Recent studies have revealed that the prevalence of Wolbachia in arthropods is attributable not only to its vertical transmission, but also to its horizontal transfer. In order to assess the horizontal transmission of Wolbachia between predator and prey, arthropods belonging to 11 spider families and six insect families were collected in the same field of rice. The distribution of Wolbachia in these arthropods was detected by diagnostic PCR amplification of the wsp (Wolbachia outer surface protein gene) and 16S rDNA genes. Nurscia albofasciata Strand (Araneae: Titanoecidae), Propylea japonica Thunberg (Coleoptera: Coccinellidae), Paederus fuscipes Curtis (Coleoptera: Staphylinidae), and Nilaparvata lugens Stal (Homoptera: Delphacidae) were infected with Wolbachia. This is the first report of infection of N. albofasciata and P. fuscipes by Wolbachia. No direct evidence indicated the existence of horizontal transmission of Wolbachia between predator and prey.

Insect; predation; phylogenetics


ECOLOGY, BEHAVIOR AND BIONOMICS

Wolbachia screening in spiders and assessment of horizontal transmission between predator and prey

Y YunI, II; Y PengI; FX LiuI; C LeiII

ICollege of Life Science, Hubei Univ, Wuhan, China

IIHubei Key Lab of Insect Resources Utilization and Sustainable Pest Management, College of Plant Science and Technology, Huazhong Agricultural Univ, Wuhan, China

Correspondence Correspondence: Yu Peng College of Life Science, Hubei Univ, NO.368 Youyi Road, Wuhan 430062, China pengyu@hubu.edu.cn

ABSTRACT

Recent studies have revealed that the prevalence of Wolbachia in arthropods is attributable not only to its vertical transmission, but also to its horizontal transfer. In order to assess the horizontal transmission of Wolbachia between predator and prey, arthropods belonging to 11 spider families and six insect families were collected in the same field of rice. The distribution of Wolbachia in these arthropods was detected by diagnostic PCR amplification of the wsp (Wolbachia outer surface protein gene) and 16S rDNA genes. Nurscia albofasciata Strand (Araneae: Titanoecidae), Propylea japonica Thunberg (Coleoptera: Coccinellidae), Paederus fuscipes Curtis (Coleoptera: Staphylinidae), and Nilaparvata lugens Stal (Homoptera: Delphacidae) were infected with Wolbachia. This is the first report of infection of N. albofasciata and P. fuscipes by Wolbachia. No direct evidence indicated the existence of horizontal transmission of Wolbachia between predator and prey.

Keywords: Insect, predation, phylogenetics

Introduction

Wolbachia are alpha-proteobacteria that infect a wide range of arthropods (O'Neill et al 1992, Rousset et al 1992, Werren & O'Neill 1997) and nematodes (Bandi et al 1998) throughout the world. The effects of these bacteria on the reproduction of their hosts (Werren 1997) include cytoplasmic incompatibility, parthenogenesis, male killing, and feminization. Cytoplasmic incompatibility has been reported in insects, mites, and isopods (Yen & Barr 1971, Hoffmann et al 1986, Breeuwer & Werren 1990, O'Neill & Karr 1990). Thelytokous parthenogenesis has been found in haplodiploid wasps (Stouthamer et al 1990), male killing in insects (Hurst et al 1999), and feminization of genetic males in isopods and insects (Rousset et al 1992, Hiroki et al 2002, Negri et al 2008).

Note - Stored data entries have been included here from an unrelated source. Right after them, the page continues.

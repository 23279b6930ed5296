use crate::config::TrustPolicy;
use crate::prekeys::{PreKeyRecord, SignedPreKeyRecord};
use crate::storage::parse_record;
use crate::{Error, ProtocolAddress, Result, SerializableKeyPair, SessionState, StorageAdapter};
use serde::{Deserialize, Serialize};
use std::sync::Arc;
use tracing::warn;

const PREFIX: &str = "keys/";
const MAX_ARCHIVED_SESSIONS: usize = 4;

/// Long-lived device identity.
#[derive(Debug, Clone, Serialize, Deserialize)]
pub struct LocalIdentity {
    pub key_pair: SerializableKeyPair,
    pub registration_id: u32,
}

/// Key-agreement header repeated on outgoing messages until the peer answers.
#[derive(Debug, Clone, PartialEq, Eq, Serialize, Deserialize)]
pub struct PendingPreKey {
    pub base_key: String,
    pub signed_prekey_id: u32,
    pub one_time_prekey_id: Option<u32>,
}

/// A replaced session kept so messages the peer encrypted with it still
/// decrypt.
#[derive(Debug, Clone, Serialize, Deserialize)]
pub struct ArchivedSession {
    pub state: SessionState,
    pub base_key: String,
}

#[derive(Debug, Clone, Serialize, Deserialize)]
pub struct SessionRecord {
    pub state: SessionState,
    /// Initiator's ephemeral key the session was derived from
    pub base_key: String,
    pub their_identity: String,
    #[serde(default)]
    pub pending_pre_key: Option<PendingPreKey>,
    /// Most recent first
    #[serde(default)]
    pub previous: Vec<ArchivedSession>,
}

impl SessionRecord {
    pub fn new(
        state: SessionState,
        base_key: impl Into<String>,
        their_identity: impl Into<String>,
        pending_pre_key: Option<PendingPreKey>,
    ) -> Self {
        Self {
            state,
            base_key: base_key.into(),
            their_identity: their_identity.into(),
            pending_pre_key,
            previous: Vec::new(),
        }
    }

    /// Makes a new session current and archives the old one.
    pub fn replace_current(&mut self, state: SessionState, base_key: String) {
        let old_state = std::mem::replace(&mut self.state, state);
        let old_base = std::mem::replace(&mut self.base_key, base_key);
        self.pending_pre_key = None;
        self.archive(ArchivedSession {
            state: old_state,
            base_key: old_base,
        });
    }

    /// Swaps the archived session at `index`, advanced to `state`, with the
    /// current one.
    pub fn promote(&mut self, index: usize, state: SessionState) {
        let archived = self.previous.remove(index);
        self.replace_current(state, archived.base_key);
    }

    pub fn knows_base_key(&self, base_key: &str) -> bool {
        self.base_key == base_key || self.previous.iter().any(|p| p.base_key == base_key)
    }

    fn archive(&mut self, session: ArchivedSession) {
        self.previous.retain(|p| p.base_key != session.base_key);
        self.previous.insert(0, session);
        self.previous.truncate(MAX_ARCHIVED_SESSIONS);
    }
}

#[derive(Debug, Clone, Copy, PartialEq, Eq)]
pub enum IdentityChange {
    New,
    Unchanged,
    Changed,
}

#[derive(Debug, Default, Serialize, Deserialize)]
struct PrekeyCursor {
    next_prekey_id: u32,
    current_signed_prekey_id: Option<u32>,
}

/// Durable key material and ratchet sessions for this device.
#[derive(Clone)]
pub struct KeyStore {
    storage: Arc<dyn StorageAdapter>,
    trust_policy: TrustPolicy,
}

impl KeyStore {
    pub fn new(storage: Arc<dyn StorageAdapter>, trust_policy: TrustPolicy) -> Self {
        Self {
            storage,
            trust_policy,
        }
    }

    fn get_json<T: serde::de::DeserializeOwned>(&self, key: &str) -> Result<Option<T>> {
        match self.storage.get(key)? {
            Some(raw) => Ok(Some(parse_record(key, &raw)?)),
            None => Ok(None),
        }
    }

    fn put_json<T: Serialize>(&self, key: &str, value: &T) -> Result<()> {
        self.storage.put(key, serde_json::to_string(value)?)
    }

    pub fn local_identity(&self) -> Result<Option<LocalIdentity>> {
        self.get_json(&format!("{}identity", PREFIX))
    }

    pub fn save_local_identity(&self, identity: &LocalIdentity) -> Result<()> {
        self.put_json(&format!("{}identity", PREFIX), identity)
    }

    fn cursor(&self) -> Result<PrekeyCursor> {
        Ok(self
            .get_json(&format!("{}prekey-cursor", PREFIX))?
            .unwrap_or(PrekeyCursor {
                next_prekey_id: 1,
                current_signed_prekey_id: None,
            }))
    }

    fn save_cursor(&self, cursor: &PrekeyCursor) -> Result<()> {
        self.put_json(&format!("{}prekey-cursor", PREFIX), cursor)
    }

    pub fn next_prekey_id(&self) -> Result<u32> {
        Ok(self.cursor()?.next_prekey_id)
    }

    pub fn store_prekeys(&self, prekeys: &[PreKeyRecord]) -> Result<()> {
        for prekey in prekeys {
            self.put_json(&format!("{}prekey/{}", PREFIX, prekey.id), prekey)?;
        }
        if let Some(last) = prekeys.iter().map(|p| p.id).max() {
            let mut cursor = self.cursor()?;
            cursor.next_prekey_id = cursor.next_prekey_id.max(last.wrapping_add(1));
            self.save_cursor(&cursor)?;
        }
        Ok(())
    }

    pub fn load_prekey(&self, id: u32) -> Result<Option<PreKeyRecord>> {
        self.get_json(&format!("{}prekey/{}", PREFIX, id))
    }

    pub fn remove_prekey(&self, id: u32) -> Result<()> {
        self.storage.del(&format!("{}prekey/{}", PREFIX, id))
    }

    pub fn prekey_count(&self) -> Result<usize> {
        Ok(self.storage.list(&format!("{}prekey/", PREFIX))?.len())
    }

    /// Stores a signed prekey and makes it current. Older ones stay loadable.
    pub fn store_signed_prekey(&self, signed: &SignedPreKeyRecord) -> Result<()> {
        self.put_json(&format!("{}signed-prekey/{}", PREFIX, signed.id), signed)?;
        let mut cursor = self.cursor()?;
        cursor.current_signed_prekey_id = Some(signed.id);
        self.save_cursor(&cursor)
    }

    pub fn load_signed_prekey(&self, id: u32) -> Result<Option<SignedPreKeyRecord>> {
        self.get_json(&format!("{}signed-prekey/{}", PREFIX, id))
    }

    pub fn current_signed_prekey(&self) -> Result<Option<SignedPreKeyRecord>> {
        match self.cursor()?.current_signed_prekey_id {
            Some(id) => self.load_signed_prekey(id),
            None => Ok(None),
        }
    }

    pub fn trusted_identity(&self, user_id: &str) -> Result<Option<String>> {
        Ok(self.storage.get(&format!("{}trusted/{}", PREFIX, user_id))?)
    }

    /// Applies the trust policy to `identity_key` without recording it.
    pub fn check_identity(&self, user_id: &str, identity_key: &str) -> Result<IdentityChange> {
        match self.trusted_identity(user_id)? {
            None => Ok(IdentityChange::New),
            Some(known) if known == identity_key => Ok(IdentityChange::Unchanged),
            Some(_) => match self.trust_policy {
                TrustPolicy::AcceptChanged => {
                    warn!(peer = %user_id, "identity key changed, accepting new key");
                    Ok(IdentityChange::Changed)
                }
                TrustPolicy::RejectChanged => {
                    warn!(peer = %user_id, "identity key changed, refusing");
                    Err(Error::UntrustedIdentity(user_id.to_string()))
                }
            },
        }
    }

    pub fn save_identity(&self, user_id: &str, identity_key: &str) -> Result<()> {
        self.storage
            .put(&format!("{}trusted/{}", PREFIX, user_id), identity_key.to_string())
    }

    /// Forgets a peer's trusted key so the next one is accepted as new.
    pub fn forget_identity(&self, user_id: &str) -> Result<()> {
        self.storage.del(&format!("{}trusted/{}", PREFIX, user_id))
    }

    fn session_key(address: &ProtocolAddress) -> String {
        format!("{}session/{}", PREFIX, address)
    }

    pub fn load_session(&self, address: &ProtocolAddress) -> Result<Option<SessionRecord>> {
        self.get_json(&Self::session_key(address))
    }

    pub fn store_session(&self, address: &ProtocolAddress, record: &SessionRecord) -> Result<()> {
        self.put_json(&Self::session_key(address), record)
    }

    pub fn has_session(&self, address: &ProtocolAddress) -> Result<bool> {
        Ok(self.storage.get(&Self::session_key(address))?.is_some())
    }

    /// Wipes identity, prekeys, trust records and sessions. Other data
    /// sharing the same storage is left alone.
    pub fn clear(&self) -> Result<()> {
        self.storage.del_prefix(PREFIX)
    }
}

Recently, because of the prevalence of Wolbachia in arthropods, an increasing number of studies have examined the modes of transmission of Wolbachia among their arthropod hosts (West et al 1998, Vavre et al 1999, Huigens et al 2000, 2004, Sintupachee et al 2006, Vaishampayan et al 2007). Vertical transfer of Wolbachia is not the only transmission mode, and other modes of transmission, including the horizontal transmission, are known to occur in different hosts of Wolbachia (West et al 1998, Huigens et al 2004, Kittayapong et al 2003, Sintupachee et al 2006, Raychoudhury et al 2009). Although many of these studies proposed that horizontal transmission of Wolbachia occurs between different hosts, most of these inferences are based on molecular phylogenetic methods, and additional ecological proofs for Wolbachia horizontal transmission are needed.

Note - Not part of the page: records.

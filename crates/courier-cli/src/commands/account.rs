use super::open_messenger;
use crate::config::Config;
use crate::output::Output;
use anyhow::Result;
use courier::Account;
use serde::Serialize;
use std::path::Path;

#[derive(Serialize)]
struct WhoAmI<'a> {
    user_id: &'a str,
    device_id: u32,
    identity_key: Option<String>,
    server_url: &'a str,
    api_url: &'a str,
}

pub struct LoginArgs {
    pub user_id: String,
    pub device_id: u32,
    pub token: Option<String>,
    pub server_url: Option<String>,
    pub api_url: Option<String>,
}

/// Saves the account and publishes keys for this device.
pub async fn login(
    args: LoginArgs,
    config: &mut Config,
    data_dir: &Path,
    output: &Output,
) -> Result<()> {
    if let Some(current) = &config.account {
        if current.user_id != args.user_id || current.device_id != args.device_id {
            anyhow::bail!(
                "Already logged in as {}.{}; run `courier logout` first",
                current.user_id,
                current.device_id
            );
        }
    }

    config.account = Some(Account {
        user_id: args.user_id,
        device_id: args.device_id,
        auth_token: args.token,
    });
    if let Some(url) = args.server_url {
        config.engine.server_url = url;
    }
    if let Some(url) = args.api_url {
        config.api_url = url;
    }
    config.engine.validate()?;
    config.save()?;

    let messenger = open_messenger(config, data_dir)?;
    messenger.sessions().ensure_keys(false, true).await?;
    whoami_with(config, messenger.sessions().identity_key()?, "login", output)
}

/// Wipes keys, sessions, queued sends and messages, then forgets the account.
pub async fn logout(config: &mut Config, data_dir: &Path, output: &Output) -> Result<()> {
    if !config.is_logged_in() {
        output.success_message("logout", "Not logged in");
        return Ok(());
    }
    let messenger = open_messenger(config, data_dir)?;
    messenger.sign_out()?;
    config.account = None;
    config.storage_key = None;
    config.save()?;
    output.success_message("logout", "Logged out, local data wiped");
    Ok(())
}

pub async fn whoami(config: &mut Config, data_dir: &Path, output: &Output) -> Result<()> {
    let messenger = open_messenger(config, data_dir)?;
    let identity_key = messenger.sessions().identity_key()?;
    whoami_with(config, identity_key, "whoami", output)
}

fn whoami_with(
    config: &Config,
    identity_key: Option<String>,
    command: &str,
    output: &Output,
) -> Result<()> {
    let account = config.account()?;
    output.success(
        command,
        WhoAmI {
            user_id: &account.user_id,
            device_id: account.device_id,
            identity_key,
            server_url: &config.engine.server_url,
            api_url: &config.api_url,
        },
    );
    Ok(())
}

In order to assess the possibility of horizontal transfer of Wolbachia between predator and prey, we evaluated the possible acquisition of Wolbachia by spiders (belonging to 11 spider families) from their possible prey insects (belonging to six insect families) In a field of rice. Wolbachia infection in the individuals collected in this community was detected by PCR amplification of wsp and 16S rDNA fragments. Because Wolbachia transfers from prey to predator have not yet been verified, in this study, the results of molecular phylogenetic and the potential ecological relationship of predation between spiders and insects were expected to provide valuable proof of whether Wolbachia is able to transfer horizontally from prey to predator.

Material and Methods

Arthropod collection and DNA extraction

A total of 317 individuals of arthropods belonging to five orders, 17 families, and 25 species were collected from a 50 × 10 m plots from a field of rice at the Huazhong Agricultural University, Wuhan, Hubei Province, China, from November 2007 to October 2008. All individuals were identified using specific morphological keys (Table 1).

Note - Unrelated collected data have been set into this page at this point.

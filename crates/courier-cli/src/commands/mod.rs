pub mod account;
pub mod message;

use crate::config::Config;
use crate::http_directory::HttpDirectory;
use anyhow::{Context, Result};
use courier::{EncryptedStorage, FileStorageAdapter, Messenger, StorageAdapter};
use std::path::Path;
use std::sync::Arc;

/// Builds the engine over the encrypted on-disk store. Nothing connects
/// until `sign_in`.
pub fn open_messenger(config: &mut Config, data_dir: &Path) -> Result<Arc<Messenger>> {
    let account = config.account()?.clone();
    let storage_key = config.ensure_storage_key()?;
    let files = FileStorageAdapter::new(data_dir.join("store"))
        .context("Failed to open local store")?;
    let storage: Arc<dyn StorageAdapter> = Arc::new(EncryptedStorage::new(files, storage_key));
    let directory = Arc::new(HttpDirectory::new(&config.api_url, account.auth_token.clone())?);

    Ok(Messenger::new(
        account,
        &config.engine,
        storage,
        directory.clone(),
        directory,
    )?)
}

/// Accepts a peer id with a known conversation, or a conversation id.
pub fn resolve_conversation(messenger: &Messenger, target: &str) -> Result<String> {
    Ok(messenger
        .store()
        .conversation_for_peer(target)?
        .unwrap_or_else(|| target.to_string()))
}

All spiders were placed in labeled vials, taken alive to the laboratory, and kept under controlled conditions (25°C, 70% RH) without any food for three months in order to avoid false positive results of Wolbachia from prey present in the spider's digestive system, before DNA extraction.

The insects were placed in 100% ethanol and stored in -20°C. DNA was extracted from the head tissues of carnivorous species and from the abdomen of phytophagous species. Genomic DNA was obtained by standard phenol-chloroform extraction (Kocher et al 1989). In order to avoid cross-contamination, each individual spider or insect was first dipped in 75% ethanol for 2 min and then washed with distilled water.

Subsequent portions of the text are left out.